▶ Collected data
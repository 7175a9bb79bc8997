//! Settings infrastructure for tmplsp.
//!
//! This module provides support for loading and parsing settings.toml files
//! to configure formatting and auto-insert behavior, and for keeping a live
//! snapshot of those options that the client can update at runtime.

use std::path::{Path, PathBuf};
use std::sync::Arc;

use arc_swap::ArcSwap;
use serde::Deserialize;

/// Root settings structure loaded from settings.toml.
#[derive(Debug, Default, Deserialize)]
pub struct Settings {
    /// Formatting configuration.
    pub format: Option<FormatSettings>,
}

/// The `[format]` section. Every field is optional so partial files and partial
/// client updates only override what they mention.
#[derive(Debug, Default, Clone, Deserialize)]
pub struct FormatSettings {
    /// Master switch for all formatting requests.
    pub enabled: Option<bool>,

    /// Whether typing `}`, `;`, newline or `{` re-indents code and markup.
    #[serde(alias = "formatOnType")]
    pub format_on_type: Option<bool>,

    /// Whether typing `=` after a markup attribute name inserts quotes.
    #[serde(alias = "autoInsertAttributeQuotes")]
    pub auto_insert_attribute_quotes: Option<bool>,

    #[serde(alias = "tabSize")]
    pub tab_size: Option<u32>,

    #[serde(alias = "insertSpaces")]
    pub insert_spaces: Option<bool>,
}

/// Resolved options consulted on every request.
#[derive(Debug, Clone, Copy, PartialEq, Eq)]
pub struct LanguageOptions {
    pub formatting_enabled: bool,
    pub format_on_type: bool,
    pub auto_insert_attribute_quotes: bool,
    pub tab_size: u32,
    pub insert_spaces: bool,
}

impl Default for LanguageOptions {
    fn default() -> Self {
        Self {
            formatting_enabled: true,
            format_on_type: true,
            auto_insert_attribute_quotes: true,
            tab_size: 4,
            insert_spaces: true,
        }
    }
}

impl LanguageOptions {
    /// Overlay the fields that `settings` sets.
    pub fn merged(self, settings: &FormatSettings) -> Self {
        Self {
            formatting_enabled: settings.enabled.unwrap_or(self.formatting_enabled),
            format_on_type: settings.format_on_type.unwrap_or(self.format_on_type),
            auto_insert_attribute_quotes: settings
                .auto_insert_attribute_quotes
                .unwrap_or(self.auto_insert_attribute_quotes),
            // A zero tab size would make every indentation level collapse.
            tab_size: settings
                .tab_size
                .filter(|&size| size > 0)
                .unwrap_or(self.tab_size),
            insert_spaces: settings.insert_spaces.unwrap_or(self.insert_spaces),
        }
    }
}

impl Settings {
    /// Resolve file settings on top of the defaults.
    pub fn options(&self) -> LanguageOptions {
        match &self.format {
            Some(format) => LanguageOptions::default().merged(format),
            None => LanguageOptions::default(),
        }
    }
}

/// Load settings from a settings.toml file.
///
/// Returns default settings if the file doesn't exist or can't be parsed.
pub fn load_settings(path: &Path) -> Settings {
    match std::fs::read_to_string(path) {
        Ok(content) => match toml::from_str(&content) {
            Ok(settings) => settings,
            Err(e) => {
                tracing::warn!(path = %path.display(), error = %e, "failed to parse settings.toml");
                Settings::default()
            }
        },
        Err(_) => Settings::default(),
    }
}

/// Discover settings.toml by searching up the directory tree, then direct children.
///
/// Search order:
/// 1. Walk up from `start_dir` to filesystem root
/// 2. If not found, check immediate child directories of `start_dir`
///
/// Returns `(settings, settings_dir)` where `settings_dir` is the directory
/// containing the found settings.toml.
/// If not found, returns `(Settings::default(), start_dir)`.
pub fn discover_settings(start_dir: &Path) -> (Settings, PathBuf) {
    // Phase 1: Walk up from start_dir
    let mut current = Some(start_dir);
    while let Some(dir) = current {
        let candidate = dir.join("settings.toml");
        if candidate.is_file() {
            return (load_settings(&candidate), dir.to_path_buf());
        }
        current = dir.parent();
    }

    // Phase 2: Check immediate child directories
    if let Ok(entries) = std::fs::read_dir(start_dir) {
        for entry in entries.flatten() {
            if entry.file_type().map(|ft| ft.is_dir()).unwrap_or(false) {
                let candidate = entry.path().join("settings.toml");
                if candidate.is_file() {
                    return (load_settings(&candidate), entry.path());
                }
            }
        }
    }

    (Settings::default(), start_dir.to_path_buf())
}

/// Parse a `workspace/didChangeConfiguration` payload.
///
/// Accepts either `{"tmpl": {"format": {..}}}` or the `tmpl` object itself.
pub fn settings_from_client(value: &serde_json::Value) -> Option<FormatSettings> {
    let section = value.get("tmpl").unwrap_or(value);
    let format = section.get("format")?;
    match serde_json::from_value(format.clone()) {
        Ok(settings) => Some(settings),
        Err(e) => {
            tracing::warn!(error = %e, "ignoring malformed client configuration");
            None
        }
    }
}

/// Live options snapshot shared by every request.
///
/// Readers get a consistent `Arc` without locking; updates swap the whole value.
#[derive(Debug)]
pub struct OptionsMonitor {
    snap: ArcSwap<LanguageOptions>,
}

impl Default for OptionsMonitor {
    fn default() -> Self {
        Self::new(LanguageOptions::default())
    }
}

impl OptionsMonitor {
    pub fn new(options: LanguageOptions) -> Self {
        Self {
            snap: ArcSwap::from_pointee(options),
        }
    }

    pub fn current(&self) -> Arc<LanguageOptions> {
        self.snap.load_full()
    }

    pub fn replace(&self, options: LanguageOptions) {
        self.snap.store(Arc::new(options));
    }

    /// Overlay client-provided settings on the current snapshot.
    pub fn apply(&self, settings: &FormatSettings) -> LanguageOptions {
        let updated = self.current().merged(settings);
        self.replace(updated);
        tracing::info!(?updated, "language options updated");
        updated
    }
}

==

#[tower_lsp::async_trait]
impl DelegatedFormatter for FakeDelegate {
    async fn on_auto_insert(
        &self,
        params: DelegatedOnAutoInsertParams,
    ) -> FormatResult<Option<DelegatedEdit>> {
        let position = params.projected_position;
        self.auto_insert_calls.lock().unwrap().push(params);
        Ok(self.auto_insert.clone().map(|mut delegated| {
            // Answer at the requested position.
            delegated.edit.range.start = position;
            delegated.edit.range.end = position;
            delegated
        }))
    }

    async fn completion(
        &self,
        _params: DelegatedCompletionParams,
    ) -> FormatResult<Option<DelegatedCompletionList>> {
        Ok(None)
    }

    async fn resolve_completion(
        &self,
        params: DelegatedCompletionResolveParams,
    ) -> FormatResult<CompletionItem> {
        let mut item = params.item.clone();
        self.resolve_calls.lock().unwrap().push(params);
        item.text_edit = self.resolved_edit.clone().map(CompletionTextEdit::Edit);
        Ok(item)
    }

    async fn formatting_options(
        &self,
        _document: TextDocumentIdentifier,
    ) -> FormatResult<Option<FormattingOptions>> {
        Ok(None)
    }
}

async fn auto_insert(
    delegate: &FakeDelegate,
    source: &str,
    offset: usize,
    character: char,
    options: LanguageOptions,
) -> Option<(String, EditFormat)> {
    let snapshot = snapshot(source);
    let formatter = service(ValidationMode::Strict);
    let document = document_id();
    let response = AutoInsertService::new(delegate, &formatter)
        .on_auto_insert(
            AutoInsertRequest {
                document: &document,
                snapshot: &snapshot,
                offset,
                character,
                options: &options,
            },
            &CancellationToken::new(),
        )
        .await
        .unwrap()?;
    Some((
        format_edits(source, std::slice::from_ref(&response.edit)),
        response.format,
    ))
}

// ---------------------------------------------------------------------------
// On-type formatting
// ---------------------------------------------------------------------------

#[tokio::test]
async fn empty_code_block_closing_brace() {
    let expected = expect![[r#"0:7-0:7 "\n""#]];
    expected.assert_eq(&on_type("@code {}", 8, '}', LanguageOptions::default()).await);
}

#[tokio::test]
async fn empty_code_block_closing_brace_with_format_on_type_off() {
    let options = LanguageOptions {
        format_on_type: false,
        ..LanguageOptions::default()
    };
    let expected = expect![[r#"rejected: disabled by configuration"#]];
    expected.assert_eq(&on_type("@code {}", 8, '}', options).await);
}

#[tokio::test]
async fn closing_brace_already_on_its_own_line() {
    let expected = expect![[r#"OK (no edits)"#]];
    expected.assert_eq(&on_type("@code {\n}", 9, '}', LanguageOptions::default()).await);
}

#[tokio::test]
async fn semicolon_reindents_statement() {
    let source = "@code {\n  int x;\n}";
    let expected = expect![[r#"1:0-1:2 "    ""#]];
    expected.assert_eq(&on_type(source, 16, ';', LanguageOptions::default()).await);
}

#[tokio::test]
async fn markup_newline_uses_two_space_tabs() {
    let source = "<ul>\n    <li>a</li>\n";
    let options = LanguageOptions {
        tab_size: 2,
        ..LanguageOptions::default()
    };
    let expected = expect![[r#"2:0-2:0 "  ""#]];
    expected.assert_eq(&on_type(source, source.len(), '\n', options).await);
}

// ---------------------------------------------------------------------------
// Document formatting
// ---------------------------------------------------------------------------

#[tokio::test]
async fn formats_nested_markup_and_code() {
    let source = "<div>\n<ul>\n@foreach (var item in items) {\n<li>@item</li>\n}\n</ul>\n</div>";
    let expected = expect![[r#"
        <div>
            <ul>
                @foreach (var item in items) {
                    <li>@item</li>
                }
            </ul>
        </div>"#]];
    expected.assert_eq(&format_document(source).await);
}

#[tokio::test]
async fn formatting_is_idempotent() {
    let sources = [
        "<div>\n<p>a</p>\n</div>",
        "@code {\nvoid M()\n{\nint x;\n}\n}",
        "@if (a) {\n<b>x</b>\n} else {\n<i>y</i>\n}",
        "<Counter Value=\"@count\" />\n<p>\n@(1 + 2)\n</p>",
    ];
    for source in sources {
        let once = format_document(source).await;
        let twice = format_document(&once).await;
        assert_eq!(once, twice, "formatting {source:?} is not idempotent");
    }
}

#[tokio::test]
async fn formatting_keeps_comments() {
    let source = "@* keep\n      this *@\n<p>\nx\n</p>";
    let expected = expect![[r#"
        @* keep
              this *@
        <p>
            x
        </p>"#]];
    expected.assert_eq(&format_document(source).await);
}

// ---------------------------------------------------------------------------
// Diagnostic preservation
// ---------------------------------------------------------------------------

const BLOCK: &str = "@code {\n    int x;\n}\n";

▶ Work to be completed
Give back precisely the lines above that start at the line containing "repository 7175a9bb79bc8997" and end at the line containing "#[derive(Debug, Default, Deserialize)]", inclusive. No other lines belong in the output.

▶ Output below
repository 7175a9bb79bc8997
//! Settings infrastructure for tmplsp.
//!
//! This module provides support for loading and parsing settings.toml files
//! to configure formatting and auto-insert behavior, and for keeping a live
//! snapshot of those options that the client can update at runtime.

use std::path::{Path, PathBuf};
use std::sync::Arc;

use arc_swap::ArcSwap;
use serde::Deserialize;

/// Root settings structure loaded from settings.toml.
#[derive(Debug, Default, Deserialize)]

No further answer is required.